Recovery of Adrenal Function in Patients with Glucocorticoids Induced Secondary Adrenal Insufficiency.
10.3803/EnM.2016.31.1.153
- Author:
Jong Ha BAEK
1
;
Soo Kyoung KIM
;
Jung Hwa JUNG
;
Jong Ryeal HAHM
;
Jaehoon JUNG
Author Information
1. Department of Internal Medicine, Gyeongsang National University Hospital, Gyeongsang National University School of Medicine, Jinju, Korea. taesikjung@gmail.com
- Publication Type:Original Article
- Keywords:
Adrenal insufficiency;
Glucocorticoids;
Recovery;
Predictive factor
- MeSH:
Adrenal Insufficiency*;
Adrenocorticotropic Hormone;
Axis;
Follow-Up Studies;
Glucocorticoids*;
Humans;
Hydrocortisone;
Observational Study;
Recovery of Function;
Retrospective Studies
- From:Endocrinology and Metabolism
2016;31(1):153-160
- CountryRepublic of Korea
- Language:English
-
Abstract:
BACKGROUND: The chronic use of glucocorticoids (GC) suppresses function of the hypothalamic-pituitary-adrenal axis and often results in secondary adrenal insufficiency (AI). The present study aimed to determine the recovery rate of adrenal function in patients with secondary AI within 1 to 2 years and to assess the factors predictive of adrenal function recovery. METHODS: This was a retrospective observational study that enrolled patients diagnosed with GC-induced secondary AI between 2007 and 2013. AI was defined by peak serum cortisol levels <18 µg/dL during a standard-dose short synacthen test (SST).

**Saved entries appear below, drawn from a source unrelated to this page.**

use std::{
    path::{Path, PathBuf},
    sync::{mpsc, Arc, Mutex},
    thread::{self, JoinHandle},
};

use chrono::NaiveDate;
use log::{error, info};
use tokio::sync::oneshot;

pub mod commands;
mod grouping;
mod slot;

pub use grouping::group_by_date;

use crate::error::StoreError;
use crate::models::{DateGroup, HistoryEntry};
use slot::HistorySlot;

type StoreTask = Box<dyn FnOnce(&mut HistorySlot) + Send + 'static>;

enum StoreCommand {
    Execute(StoreTask),
    Shutdown,
}

struct HistoryStoreInner {
    sender: mpsc::Sender<StoreCommand>,
    worker: Mutex<Option<JoinHandle<()>>>,
}

impl Drop for HistoryStoreInner {
    fn drop(&mut self) {
        let mut guard = match self.worker.lock() {
            Ok(guard) => guard,
            Err(poisoned) => poisoned.into_inner(),
        };

        if let Some(handle) = guard.take() {
            if let Err(err) = self.sender.send(StoreCommand::Shutdown) {
                error!("Failed to send shutdown to history worker: {err}");
            }
            if let Err(join_err) = handle.join() {
                error!("Failed to join history worker: {join_err:?}");
            }
        }
    }
}

/// Durable, ordered collection of prediction records (newest first), backed
/// by a single JSON document. All reads and mutations are serialized through
/// one worker thread that owns the slot, so two callers can never interleave
/// a read-modify-write and lose each other's effect.
#[derive(Clone)]
pub struct HistoryStore {
    inner: Arc<HistoryStoreInner>,
    slot_path: Arc<PathBuf>,
}

impl HistoryStore {
    pub fn new(slot_path: PathBuf) -> Result<Self, StoreError> {
        let (command_tx, command_rx) = mpsc::channel::<StoreCommand>();
        let (ready_tx, ready_rx) = mpsc::channel();
        let path_for_thread = slot_path.clone();

        let worker = thread::Builder::new()
            .name("pomegrade-history".into())
            .spawn(move || {
                let mut slot = match HistorySlot::open(path_for_thread) {
                    Ok(slot) => slot,
                    Err(err) => {
                        let _ = ready_tx.send(Err(err));
                        return;
                    }
                };

                if ready_tx.send(Ok(())).is_err() {
                    error!("History store receiver dropped before ready signal");
                    return;
                }

                while let Ok(command) = command_rx.recv() {
                    match command {
                        StoreCommand::Execute(task) => task(&mut slot),
                        StoreCommand::Shutdown => break,
                    }
                }

                info!("History worker shutting down");
            })
            .map_err(|err| StoreError::Unavailable(err.to_string()))?;

        ready_rx
            .recv()
            .map_err(|_| StoreError::Unavailable("history worker exited before signaling readiness".into()))??;

        info!("History store initialized at {}", slot_path.display());

        Ok(Self {
            inner: Arc::new(HistoryStoreInner {
                sender: command_tx,
                worker: Mutex::new(Some(worker)),
            }),
            slot_path: Arc::new(slot_path),
        })
    }

    pub fn path(&self) -> &Path {
        self.slot_path.as_path()
    }

    async fn execute<F, T>(&self, task: F) -> Result<T, StoreError>
    where
        F: FnOnce(&mut HistorySlot) -> Result<T, StoreError> + Send + 'static,
        T: Send + 'static,
    {
        let sender = self.inner.sender.clone();
        let (reply_tx, reply_rx) = oneshot::channel();

        let command = StoreCommand::Execute(Box::new(move |slot| {
            let result = task(slot);
            if reply_tx.send(result).is_err() {
                error!("History caller dropped before receiving result");
            }
        }));

        sender
            .send(command)
            .map_err(|_| StoreError::Unavailable("history worker is gone".into()))?;

        reply_rx
            .await
            .map_err(|_| StoreError::Unavailable("history worker terminated unexpectedly".into()))?
    }

    /// Prepends the entry; the write is fully persisted before this returns.
    pub async fn append(&self, entry: HistoryEntry) -> Result<(), StoreError> {
        self.execute(move |slot| slot.append(entry)).await
    }

    /// All entries in current persisted order. An empty store is a valid
    /// state, not an error.
    pub async fn load_all(&self) -> Result<Vec<HistoryEntry>, StoreError> {
        self.execute(|slot| Ok(slot.entries().to_vec())).await
    }

    /// Date-grouped projection of the current entries.
    pub async fn grouped(&self) -> Result<Vec<DateGroup>, StoreError> {
        self.execute(|slot| Ok(group_by_date(slot.entries()))).await
    }

    pub async fn delete_entry(&self, id: &str) -> Result<(), StoreError> {
        let id = id.to_string();
        self.execute(move |slot| slot.delete_entry(&id)).await
    }

    pub async fn delete_group(&self, date: NaiveDate) -> Result<(), StoreError> {
        self.execute(move |slot| slot.delete_group(date)).await
    }
}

A follow-up SST was performed after 1 to 2 years, and responders were defined as those with adrenocorticotropic hormone (ACTH)-stimulated peak serum cortisol levels ≥18 µg/dL. RESULTS: Of the total 34 patients diagnosed with GC-induced secondary AI at first, 20 patients (58.8%) recovered normal adrenal function by the time of the follow-up SST (median follow-up period, 16.5 months). Although the baseline serum ACTH and cortisol levels at the first SST did not differ between responders and non-responders, the incremental cortisol response during the first SST was higher in responders than that of non-responders (7.88 vs. 3.56, P<0.01). Additionally, higher cortisol increments during the first SST were an independent predictive factor of the adrenal function recovery (odds ratio, 1.58; 95% confidence interval, 1.02 to 2.46; P<0.05). CONCLUSION: In the present study, adrenal function recovery was achieved frequently in patients with GC-induced secondary AI within 1 to 2 years. Additionally, an incremental cortisol response at the first SST may be an important predictive factor of adrenal function recovery.